I think the argument for it being a statement it this:
it is either true or false that the person who said it wants to meet a grizzly bear in the wild.
Thus we have something that looks like A or not A.
But there's several inter-locking problems with this in terms of example quality.
First, the use of "I" ties it into a thorny issue about how to treat demonstratives like "now" , "here", and "I". If we resolve it as I suggest above, we assume that we are looking at the statement as uttered when someone uttered it. If we leave in the demonstrative as a variable (when I (virmaior) says it, it means something different than when I (Susanne) says it). Let's assume that a good faith reading of the sentence will resolve this. (See here, here).

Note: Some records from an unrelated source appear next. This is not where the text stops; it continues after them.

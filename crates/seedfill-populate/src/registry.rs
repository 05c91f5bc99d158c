use std::collections::HashMap;

use crate::faker::{FakeSource, Locale};
use crate::populator::Populator;

/// Cache key for a populator configuration: the locale (or `default`)
/// followed by any extra provider names, sorted so the order callers
/// list them in never matters.
pub fn codename(locale: Option<Locale>, providers: &[&str]) -> String {
    let mut name = locale.map(Locale::as_str).unwrap_or("default").to_string();
    let mut providers: Vec<&str> = providers.to_vec();
    providers.sort_unstable();
    for provider in providers {
        name.push('-');
        name.push_str(provider);
    }
    name
}

/// Caller-owned cache of populators, one per codename. Asking for the
/// same configuration twice returns the same instance, so registered
/// batches and RNG state carry over.
#[derive(Default)]
pub struct PopulatorRegistry {
    populators: HashMap<String, Populator>,
}

impl PopulatorRegistry {
    pub fn new() -> Self {
        Self::default()
    }

    /// The populator for `locale`, created on first use.
    pub fn populator(&mut self, locale: Option<Locale>) -> &mut Populator {
        self.populators
            .entry(codename(locale, &[]))
            .or_insert_with(|| Populator::new(FakeSource::new(locale.unwrap_or(Locale::En))))
    }

    /// Register a preconfigured populator (seeded source, custom options)
    /// under an explicit codename.
    pub fn insert(&mut self, codename: impl Into<String>, populator: Populator) {
        self.populators.insert(codename.into(), populator);
    }

    pub fn len(&self) -> usize {
        self.populators.len()
    }

    pub fn is_empty(&self) -> bool {
        self.populators.is_empty()
    }

    pub fn clear(&mut self) {
        self.populators.clear();
    }
}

Second, "want" raises an issue that invokes questions in philosophy of mind. Specifically, are desires,etc. and things we normally attribute to minds, objective facts or are they outside of our scrutiny. For determinists and most species of materialists, this poses no problem since "wanting" is then an objective state that we could evaluate say using an MRI or some technology we don't yet have. Of course, for Kantians or Descartes, this is not the case, and desires and wants can be opaque to this sort of analysis. (See for instance here).
This second feature is impossible to resolve merely within the realm of basic logic.
It might be clearer with a separate example:
Jane likes Bobby.
This is actually a hard thing to say true or false about, because what we encounter are Jane's behaviors towards Bobby rather than Jane's feelings directly. If we think we can tell someone's feelings from their behaviors, then we will think this is a statement. If we don't, then we would not want to call this a statement. (For the sake of argument, perhaps Jane is a Russian spy trying to gain control over Bobby and get access to information, but for this purpose acts like she likes Bobby).
For this reason, I avoid these sorts of examples when I teach critical thinking, because it's best to pick examples that focus only on the feature in question, and this one raises two issues (demonstratives and internal opinions).
Just to qualify this again, I'm not here registering an opinion on whether I do not want to meet a grizzly bear in the wild is in fact a statement or not, I'm just explaining two of the reasons why it's not great as an example statements insofar as it raises at least two questions we don't need to raise to look at statements more generally.